From reading this and your reply, it seems there are - at least - five separate approaches here:
- putting the dashboard online using a skin - what you have done
- using the dashboard 2 template node to create a mobile app - what @Tim99 has done
- using Node-RED as an API backend for some other frontend technology (i.e. python) - that's the RedBack I was talking about above
- using http-in and templates nodes to create a website using Node-RED - that's what my blog is doing. Stupidly it's become a kind of CMS with all blog pages actually being template nodes in the flows.json - no db nor dashboard involved!
- also there is UIBuilder variation from @TotallyInformation
So there are many different approaches to integrating Node-RED into a non-IoT use case.
But one thing that would interest me (and probably a few others here) is deployment - how scalable and maintainable are Node-RED based solutions? We all know GitHub actions, puppet, chef, ansible, k8s, docker, jenkins and all the rest - how does deploying, updating, improving visual flows fit into those solutions? What's the workflow for having a Node-RED solution at scale?

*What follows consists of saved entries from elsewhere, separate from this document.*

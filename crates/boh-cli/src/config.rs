// Copyright 2026 Phillip Cloud
// Licensed under the Apache License, Version 2.0

use anyhow::{Context, Result, anyhow, bail};
use serde::Deserialize;
use std::env;
use std::fs;
use std::path::{Path, PathBuf};
use std::time::Duration;
use tracing_subscriber::EnvFilter;

const CONFIG_VERSION: i64 = 1;
pub const DEFAULT_BIND: &str = "127.0.0.1:8080";
const DEFAULT_REMOTE_TIMEOUT: &str = "5s";
const DEFAULT_LOG_LEVEL: &str = "info";

#[derive(Debug, Clone, Deserialize)]
pub struct Config {
    pub version: i64,
    #[serde(default)]
    pub storage: Storage,
    #[serde(default)]
    pub server: Server,
    #[serde(default)]
    pub remote: Remote,
    #[serde(default)]
    pub ui: Ui,
    #[serde(default)]
    pub log: Log,
}

impl Default for Config {
    fn default() -> Self {
        Self {
            version: CONFIG_VERSION,
            storage: Storage::default(),
            server: Server::default(),
            remote: Remote::default(),
            ui: Ui::default(),
            log: Log::default(),
        }
    }
}

#[derive(Debug, Clone, Default, Deserialize)]
pub struct Storage {
    pub db_path: Option<String>,
}

#[derive(Debug, Clone, Deserialize)]
pub struct Server {
    pub bind: Option<String>,
    pub require_csrf: Option<bool>,
}

impl Default for Server {
    fn default() -> Self {
        Self {
            bind: Some(DEFAULT_BIND.to_owned()),
            require_csrf: Some(true),
        }
    }
}

#[derive(Debug, Clone, Deserialize)]
pub struct Remote {
    pub base_url: Option<String>,
    pub timeout: Option<String>,
}

impl Default for Remote {
    fn default() -> Self {
        Self {
            base_url: None,
            timeout: Some(DEFAULT_REMOTE_TIMEOUT.to_owned()),
        }
    }
}

#[derive(Debug, Clone, Deserialize)]
pub struct Ui {
    pub show_dashboard: Option<bool>,
}

impl Default for Ui {
    fn default() -> Self {
        Self {
            show_dashboard: Some(true),
        }
    }
}

#[derive(Debug, Clone, Deserialize)]
pub struct Log {
    pub level: Option<String>,
    pub file: Option<String>,
}

impl Default for Log {
    fn default() -> Self {
        Self {
            level: Some(DEFAULT_LOG_LEVEL.to_owned()),
            file: None,
        }
    }
}

impl Config {
    pub fn default_path() -> Result<PathBuf> {
        if let Some(path) = env::var_os("BOH_CONFIG_PATH") {
            return Ok(PathBuf::from(path));
        }

        let config_root = dirs::config_dir().ok_or_else(|| {
            anyhow!("cannot resolve config directory; set BOH_CONFIG_PATH to the config file")
        })?;

        let app_dir = config_root.join(boh_db::APP_NAME);
        fs::create_dir_all(&app_dir)
            .with_context(|| format!("create config directory {}", app_dir.display()))?;
        Ok(app_dir.join("config.toml"))
    }

    pub fn load(path: &Path) -> Result<Self> {
        if !path.exists() {
            return Ok(Self::default());
        }

        let raw = fs::read_to_string(path)
            .with_context(|| format!("read config file {}", path.display()))?;
        let value: toml::Value = toml::from_str(&raw)
            .with_context(|| format!("parse TOML config {}", path.display()))?;

        let version = value
            .get("version")
            .and_then(toml::Value::as_integer)
            .ok_or_else(|| {
                anyhow!(
                    "config file {} has no version. Add `version = 1` at the top and keep values under [storage], [server], [remote], [ui], and [log]",
                    path.display()
                )
            })?;

        if version != CONFIG_VERSION {
            bail!(
                "unsupported config version {} in {}; expected version = 1. Regenerate it with `boh --print-example-config`",
                version,
                path.display()
            );
        }

        let config: Config = value
            .try_into()
            .with_context(|| format!("decode config {}", path.display()))?;
        config.validate(path)?;
        Ok(config)
    }

    fn validate(&self, path: &Path) -> Result<()> {
        if let Some(db_path) = &self.storage.db_path {
            boh_db::validate_db_path(db_path)?;
        }

        if let Some(bind) = &self.server.bind
            && bind.trim().is_empty()
        {
            bail!("server.bind in {} must not be empty", path.display());
        }

        if let Some(base_url) = &self.remote.base_url
            && base_url.trim().is_empty()
        {
            bail!(
                "remote.base_url in {} must not be empty; remove it to use the local database",
                path.display()
            );
        }

        if let Some(timeout) = &self.remote.timeout {
            let parsed = parse_duration(timeout)?;
            if parsed <= Duration::ZERO {
                bail!(
                    "remote.timeout in {} must be positive, got {}",
                    path.display(),
                    timeout
                );
            }
        }

        if let Some(level) = &self.log.level {
            EnvFilter::try_new(level).map_err(|error| {
                anyhow!(
                    "log.level {level:?} in {} is not a valid filter ({error}); use trace, debug, info, warn, or error",
                    path.display()
                )
            })?;
        }

        Ok(())
    }

    pub fn db_path(&self) -> Result<PathBuf> {
        match &self.storage.db_path {
            Some(path) => Ok(PathBuf::from(path)),
            None => boh_db::default_db_path(),
        }
    }

    pub fn bind_address(&self) -> &str {
        self.server.bind.as_deref().unwrap_or(DEFAULT_BIND)
    }

    pub fn require_csrf(&self) -> bool {
        self.server.require_csrf.unwrap_or(true)
    }

    pub fn remote_base_url(&self) -> Option<&str> {
        self.remote
            .base_url
            .as_deref()
            .map(|url| url.trim_end_matches('/'))
    }

    pub fn remote_timeout(&self) -> Result<Duration> {
        parse_duration(
            self.remote
                .timeout
                .as_deref()
                .unwrap_or(DEFAULT_REMOTE_TIMEOUT),
        )
    }

    pub fn show_dashboard(&self) -> bool {
        self.ui.show_dashboard.unwrap_or(true)
    }

    pub fn log_level(&self) -> &str {
        self.log.level.as_deref().unwrap_or(DEFAULT_LOG_LEVEL)
    }

    pub fn log_file(&self) -> Result<PathBuf> {
        if let Some(path) = &self.log.file {
            return Ok(PathBuf::from(path));
        }
        let data_root = dirs::data_local_dir().ok_or_else(|| {
            anyhow!("cannot resolve data directory; set [log].file to a writable path")
        })?;
        Ok(data_root.join(boh_db::APP_NAME).join("boh.log"))
    }

    pub fn example_config(path: &Path) -> String {
        format!(
            "# boh config\n# Place this file at: {}\n\nversion = 1\n\n[storage]\n# Optional. Default is the platform data dir (for example ~/.local/share/boh/boh.db)\n# db_path = \"/absolute/path/to/boh.db\"\n\n[server]\nbind = \"{}\"\nrequire_csrf = true\n\n[remote]\n# Set to use a `boh --serve` instance instead of the local database\n# base_url = \"http://127.0.0.1:8080\"\ntimeout = \"{}\"\n\n[ui]\nshow_dashboard = true\n\n[log]\nlevel = \"{}\"\n# file = \"/absolute/path/to/boh.log\"\n",
            path.display(),
            DEFAULT_BIND,
            DEFAULT_REMOTE_TIMEOUT,
            DEFAULT_LOG_LEVEL,
        )
    }
}

fn parse_duration(raw: &str) -> Result<Duration> {
    if let Some(value) = raw.strip_suffix("ms") {
        let millis: u64 = value
            .parse()
            .with_context(|| format!("invalid timeout duration {raw:?}"))?;
        return Ok(Duration::from_millis(millis));
    }
    if let Some(value) = raw.strip_suffix('s') {
        let secs: u64 = value
            .parse()
            .with_context(|| format!("invalid timeout duration {raw:?}"))?;
        return Ok(Duration::from_secs(secs));
    }
    if let Some(value) = raw.strip_suffix('m') {
        let mins: u64 = value
            .parse()
            .with_context(|| format!("invalid timeout duration {raw:?}"))?;
        return Ok(Duration::from_secs(mins * 60));
    }

    bail!("invalid duration {raw:?}; use one of: <N>ms, <N>s, <N>m (for example 500ms or 5s)")
}
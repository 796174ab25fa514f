// Copyright 2026 Phillip Cloud
// Licensed under the Apache License, Version 2.0

use crate::{AppMode, TabKind};

#[derive(Debug, Clone, PartialEq, Eq)]
pub struct AppState {
    pub mode: AppMode,
    pub active_tab: TabKind,
    pub status_line: Option<String>,
}

impl Default for AppState {
    fn default() -> Self {
        Self {
            mode: AppMode::Nav,
            active_tab: TabKind::Dashboard,
            status_line: None,
        }
    }
}

#[derive(Debug, Clone, PartialEq, Eq)]
pub enum AppCommand {
    NextTab,
    PrevTab,
    SelectTab(TabKind),
    EnterSearch,
    ExitToNav,
    OpenTagEditor,
    OpenPriceEditor,
    OpenDetail,
    SetStatus(String),
    ClearStatus,
}

#[derive(Debug, Clone, PartialEq, Eq)]
pub enum AppEvent {
    ModeChanged(AppMode),
    TabChanged(TabKind),
    StatusUpdated(String),
    StatusCleared,
}

impl AppState {
    pub fn dispatch(&mut self, command: AppCommand) -> Vec<AppEvent> {
        match command {
            AppCommand::NextTab => self.rotate_tab(1),
            AppCommand::PrevTab => self.rotate_tab(-1),
            AppCommand::SelectTab(tab) => {
                if self.active_tab == tab {
                    return Vec::new();
                }
                self.active_tab = tab;
                self.mode = AppMode::Nav;
                vec![AppEvent::TabChanged(tab)]
            }
            AppCommand::EnterSearch => self.enter_row_mode(AppMode::Search),
            AppCommand::ExitToNav => {
                if self.mode == AppMode::Nav {
                    return Vec::new();
                }
                self.mode = AppMode::Nav;
                vec![AppEvent::ModeChanged(self.mode)]
            }
            AppCommand::OpenTagEditor => self.enter_row_mode(AppMode::TagEditor),
            AppCommand::OpenPriceEditor => self.enter_row_mode(AppMode::PriceEdit),
            AppCommand::OpenDetail => {
                self.mode = AppMode::Detail;
                vec![AppEvent::ModeChanged(self.mode)]
            }
            AppCommand::SetStatus(message) => vec![self.set_status(&message)],
            AppCommand::ClearStatus => {
                self.status_line = None;
                vec![AppEvent::StatusCleared]
            }
        }
    }

    /// Modes that edit or filter rows exist only where rows are listed.
    fn enter_row_mode(&mut self, mode: AppMode) -> Vec<AppEvent> {
        if self.active_tab.is_placeholder() {
            return vec![self.set_status(&format!("{} is coming soon", self.active_tab.label()))];
        }
        if mode != AppMode::Search && self.active_tab != TabKind::Ingredients {
            return vec![self.set_status("switch to ingredients to edit")];
        }
        self.mode = mode;
        vec![AppEvent::ModeChanged(mode)]
    }

    fn rotate_tab(&mut self, delta: isize) -> Vec<AppEvent> {
        let tabs = TabKind::ALL;
        let current = tabs
            .iter()
            .position(|tab| *tab == self.active_tab)
            .unwrap_or(0) as isize;
        let len = tabs.len() as isize;
        let next = (current + delta).rem_euclid(len) as usize;
        self.active_tab = tabs[next];
        self.mode = AppMode::Nav;
        vec![AppEvent::TabChanged(self.active_tab)]
    }

    fn set_status(&mut self, message: &str) -> AppEvent {
        self.status_line = Some(message.to_owned());
        AppEvent::StatusUpdated(message.to_owned())
    }
}

#[cfg(test)]
mod tests {
    use super::{AppCommand, AppEvent, AppState};
    use crate::{AppMode, TabKind};

    #[test]
    fn tab_rotation_wraps() {
        let mut state = AppState {
            active_tab: TabKind::Stocktake,
            ..AppState::default()
        };

        let events = state.dispatch(AppCommand::NextTab);
        assert_eq!(state.active_tab, TabKind::Dashboard);
        assert_eq!(events, vec![AppEvent::TabChanged(TabKind::Dashboard)]);

        state.dispatch(AppCommand::PrevTab);
        assert_eq!(state.active_tab, TabKind::Stocktake);
    }

    #[test]
    fn editors_only_open_on_ingredients() {
        let mut state = AppState::default();

        let events = state.dispatch(AppCommand::OpenTagEditor);
        assert_eq!(state.mode, AppMode::Nav);
        assert_eq!(
            events,
            vec![AppEvent::StatusUpdated(
                "switch to ingredients to edit".to_owned()
            )],
        );

        state.dispatch(AppCommand::SelectTab(TabKind::Ingredients));
        state.dispatch(AppCommand::OpenPriceEditor);
        assert_eq!(state.mode, AppMode::PriceEdit);
    }

    #[test]
    fn placeholder_tabs_refuse_row_modes() {
        let mut state = AppState {
            active_tab: TabKind::Menus,
            ..AppState::default()
        };

        state.dispatch(AppCommand::EnterSearch);
        assert_eq!(state.mode, AppMode::Nav);
        assert_eq!(state.status_line.as_deref(), Some("menus is coming soon"));
    }

    #[test]
    fn mode_transitions() {
        let mut state = AppState {
            active_tab: TabKind::Ingredients,
            ..AppState::default()
        };

        state.dispatch(AppCommand::EnterSearch);
        assert_eq!(state.mode, AppMode::Search);

        state.dispatch(AppCommand::OpenDetail);
        assert_eq!(state.mode, AppMode::Detail);

        let events = state.dispatch(AppCommand::ExitToNav);
        assert_eq!(events, vec![AppEvent::ModeChanged(AppMode::Nav)]);
        assert!(state.dispatch(AppCommand::ExitToNav).is_empty());
    }

    #[test]
    fn tab_change_resets_mode() {
        let mut state = AppState {
            active_tab: TabKind::Ingredients,
            mode: AppMode::Search,
            ..AppState::default()
        };
        state.dispatch(AppCommand::NextTab);
        assert_eq!(state.mode, AppMode::Nav);
    }

    #[test]
    fn status_set_and_clear() {
        let mut state = AppState::default();
        state.dispatch(AppCommand::SetStatus("tags saved".to_owned()));
        assert_eq!(state.status_line.as_deref(), Some("tags saved"));
        assert_eq!(
            state.dispatch(AppCommand::ClearStatus),
            vec![AppEvent::StatusCleared]
        );
        assert_eq!(state.status_line, None);
    }
}
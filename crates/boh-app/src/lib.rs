// Copyright 2026 Phillip Cloud
// Licensed under the Apache License, Version 2.0

pub mod api;
pub mod forms;
pub mod ids;
pub mod layout;
pub mod model;
pub mod money;
pub mod price_editor;
pub mod rows;
pub mod slug;
pub mod state;
pub mod tag_editor;

pub use forms::*;
pub use ids::*;
pub use model::*;
pub use state::*;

FlowFuse is one, are there any others?
I will be honest and say I've not done a lot of work with UIBUILDER on mobile. But given that it is relatively tiny compared to both D1 and D2 and because you can code your core front-end using static resources rather than having to have everything delivered dynamically, it should be both scalable and mobile friendly.
Though the default CSS might need some tweaks. If you do spot something that needs tweaking for mobile, please do let me know, I'm always open to suggestions.
You can help scalability further by putting a proxy in front of access to UIBUILDER. This multiplies the scalability due to the reliance on a static core. That proxy can be Cloudflare (or similar) by the way, you don't have to build it yourself.
To help matters further, should you wish to combine the ease/flexibility of a no-/low-code generated front end with uibuilder's static core, you can simply create a static update from your dynamic outputs by using the uib-html
and uib-save
nodes. This is great for parts of your web app that might only change occasionally. Even something like an hourly updated weather forecast would be ideal for this approach.
My own recommendation here is "don't get carried away". Just because you can use Node-RED, doesn't mean that you necessarily should. Node-RED is great for prototyping as well so there's that. But where I've seen it used in anger commercially falls into 2 categories. They are both related I think. At scale, I've seen it deployed as an ETL (Extract, Transformation, and Load) and integration hub. Then there is the IoT type where it is deployed to support specialist hardware for sensors and controllers.
Both of these are really back-end uses rather than user-facing to be honest.
I think that the largest front-end use I'm aware of is the Flight Tracker.
So clearly, Node-RED can scale to some degree anyway but I don't think we should ever forget that Node-RED is a bit of a (friendly) monster. It is big and complex because it is a "general purpose" development tool. This is not a criticism, just an observation I've made before. Using it do deliver a fully dynamic UI to thousands or more simultaneous users would be something that I would personally be VERY reluctant to do professionally. This was always one of my guiding factors in the development of UIBUILDER (which is now the longest-serving Node-RED UI other than http-in/-response nodes Having been going over 10 years with many more ahead of it) - use the native capabilities of HTTP, HTML, CSS and JavaScript as much as possible, just make it easier. Also, enable people to use existing web development workflows as far as possible.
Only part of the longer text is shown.